I realize this is mostly a Windows-centric website, but does anyone here happen to know how OBS Studio compares to ScreenFlow in features and general workflow/quality?
Here’s a quickie link:
https://comparisons.financesonline.com/screenflow-vs-obs-studio
Lots of reviews; Camstasia, I think, is the best.
Thank you. It’s rare that I get such a direct, useful answer to a question like that.
From their chart, it looks like ScreenFlow really does have a few features that are important to me, and which OBS Studio lacks (such as partial screen capture). They also say that ScreenFlow has “high-quality recording” which is not listed for OBS — but I’m not sure what, specifically, that means. I just looked at Camstasia’s website too; apparently it costs about twice as much as ScreenFlow.
That was fun–Live!
https://youtu.be/NDyRRPSLkgY
Totally easy to start a Live Stream of desktop or one’s own show.

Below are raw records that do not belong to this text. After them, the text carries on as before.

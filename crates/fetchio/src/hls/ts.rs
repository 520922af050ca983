//! MPEG-TS content validation.
//!
//! Anti-hotlink CDNs answer unauthorized segment requests with images or
//! HTML error pages at HTTP 200, so a successful fetch proves nothing. A
//! body is accepted as a TS artifact only when the sync byte shows up where
//! the packet grid says it must.

use std::fmt;

/// Every valid 188-byte MPEG-TS packet starts with this byte.
pub const TS_SYNC_BYTE: u8 = 0x47;
pub const TS_PACKET_SIZE: usize = 188;

/// Number of leading packet slots inspected for sync bytes.
const SYNC_PROBE_PACKETS: usize = 5;
/// Minimum sync-byte hits among the probed slots.
const SYNC_MIN_MATCHES: usize = 2;

const JPEG_MAGIC: &[u8] = b"\xff\xd8\xff";
const PNG_MAGIC: &[u8] = b"\x89PNG";
const GIF_MAGIC: &[u8] = b"GIF8";

#[derive(Debug, Clone, Copy, PartialEq, Eq)]
pub enum InvalidReason {
    TooSmall,
    /// An anti-hotlink placeholder image ("JPEG", "PNG", "GIF").
    Image(&'static str),
    HtmlPage,
    ErrorText,
    NoSyncBytes,
}

impl InvalidReason {
    pub fn is_anti_hotlink_image(&self) -> bool {
        matches!(self, Self::Image(_))
    }
}

impl fmt::Display for InvalidReason {
    fn fmt(&self, f: &mut fmt::Formatter<'_>) -> fmt::Result {
        match self {
            Self::TooSmall => write!(f, "content too small"),
            Self::Image(kind) => {
                write!(f, "server returned {kind} image (anti-hotlinking protection)")
            }
            Self::HtmlPage => write!(f, "server returned HTML error page"),
            Self::ErrorText => write!(f, "server returned error response"),
            Self::NoSyncBytes => write!(f, "invalid TS format (no sync bytes found)"),
        }
    }
}

/// Identify anti-hotlink placeholder images by magic bytes.
pub fn image_kind(data: &[u8]) -> Option<&'static str> {
    if data.starts_with(JPEG_MAGIC) {
        Some("JPEG")
    } else if data.starts_with(PNG_MAGIC) {
        Some("PNG")
    } else if data.starts_with(GIF_MAGIC) {
        Some("GIF")
    } else {
        None
    }
}

pub fn starts_with_sync(data: &[u8]) -> bool {
    data.first() == Some(&TS_SYNC_BYTE)
}

fn sync_byte_matches(data: &[u8]) -> usize {
    (0..SYNC_PROBE_PACKETS)
        .map(|i| i * TS_PACKET_SIZE)
        .filter(|&offset| data.get(offset) == Some(&TS_SYNC_BYTE))
        .count()
}

/// Validate a segment body as MPEG-TS.
pub fn validate(data: &[u8]) -> Result<(), InvalidReason> {
    if data.len() < TS_PACKET_SIZE {
        return Err(InvalidReason::TooSmall);
    }

    if let Some(kind) = image_kind(data) {
        return Err(InvalidReason::Image(kind));
    }

    let head = data[..5.min(data.len())].to_ascii_lowercase();
    if head.starts_with(b"<!doc") || head.starts_with(b"<html") || head.starts_with(b"<?xml") {
        return Err(InvalidReason::HtmlPage);
    }

    let preview = data[..500.min(data.len())].to_ascii_lowercase();
    if contains(&preview, b"error") || contains(&preview, b"forbidden") || contains(&preview, b"denied")
    {
        return Err(InvalidReason::ErrorText);
    }

    if sync_byte_matches(data) >= SYNC_MIN_MATCHES {
        Ok(())
    } else {
        Err(InvalidReason::NoSyncBytes)
    }
}

fn contains(haystack: &[u8], needle: &[u8]) -> bool {
    haystack.windows(needle.len()).any(|w| w == needle)
}

#[cfg(test)]
mod tests {
    use super::*;

    fn ts_body(packets: usize) -> Vec<u8> {
        let mut data = vec![0u8; packets * TS_PACKET_SIZE];
        for i in 0..packets {
            data[i * TS_PACKET_SIZE] = TS_SYNC_BYTE;
        }
        data
    }

    #[test]
    fn accepts_aligned_ts_packets() {
        assert!(validate(&ts_body(5)).is_ok());
        // Two packets are the minimum acceptable evidence.
        assert!(validate(&ts_body(2)).is_ok());
    }

    #[test]
    fn rejects_bodies_below_one_packet() {
        assert_eq!(validate(&[TS_SYNC_BYTE; 187]), Err(InvalidReason::TooSmall));
        assert_eq!(validate(b""), Err(InvalidReason::TooSmall));
    }

    #[test]
    fn a_single_sync_byte_is_not_enough() {
        let mut data = vec![0u8; TS_PACKET_SIZE * 5];
        data[0] = TS_SYNC_BYTE;
        assert_eq!(validate(&data), Err(InvalidReason::NoSyncBytes));
    }

    #[test]
    fn detects_placeholder_images() {
        let mut jpeg = vec![0u8; 400];
        jpeg[..3].copy_from_slice(b"\xff\xd8\xff");
        assert_eq!(validate(&jpeg), Err(InvalidReason::Image("JPEG")));

        let mut png = vec![0u8; 400];
        png[..4].copy_from_slice(b"\x89PNG");
        assert_eq!(validate(&png), Err(InvalidReason::Image("PNG")));

        let mut gif = vec![0u8; 400];
        gif[..4].copy_from_slice(b"GIF8");
        assert_eq!(validate(&gif), Err(InvalidReason::Image("GIF")));
    }

    #[test]
    fn detects_html_error_pages() {
        let mut body = b"<!DOCTYPE html><html><body>nope</body></html>".to_vec();
        body.resize(400, b' ');
        assert_eq!(validate(&body), Err(InvalidReason::HtmlPage));
    }

    #[test]
    fn detects_error_text_in_preview() {
        let mut body = b"{\"message\": \"Access Denied\"}".to_vec();
        body.resize(400, b' ');
        assert_eq!(validate(&body), Err(InvalidReason::ErrorText));
    }

    #[test]
    fn error_text_beyond_preview_window_is_ignored() {
        let mut data = ts_body(5);
        data.extend_from_slice(b"error");
        assert!(validate(&data).is_ok());
    }
}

One can easily save the Live Stream.
Rather easy learning curve.
Comments on anything Ashwin writes usually disappear–never published even though they follow the guidelines–or it takes so long for the comment to appear that a link such as the Live Stream becomes irrelevant for showing one aspect of OBS that makes it a power-fool piece of open source software.
While I used to be a big OBS user (excellent compression & quality), I had to move on to Captura (also free & open source).
https://github.com/MathewSachin/Captura
OBS since version 23.x cannot record two screens at once if they’re powered by separate GPUs (for me, one display by the iGPU and one by the dGPU). You have to go back to version 15 and so I moved on. Captura does this no problem,.
Still love OBS, but Captura is pretty dang good (and I can say, way more user friendly).
Obs best feature is the “Replay Buffer” which can save what you have been doing (desktop/game/etc) for the last x minutes.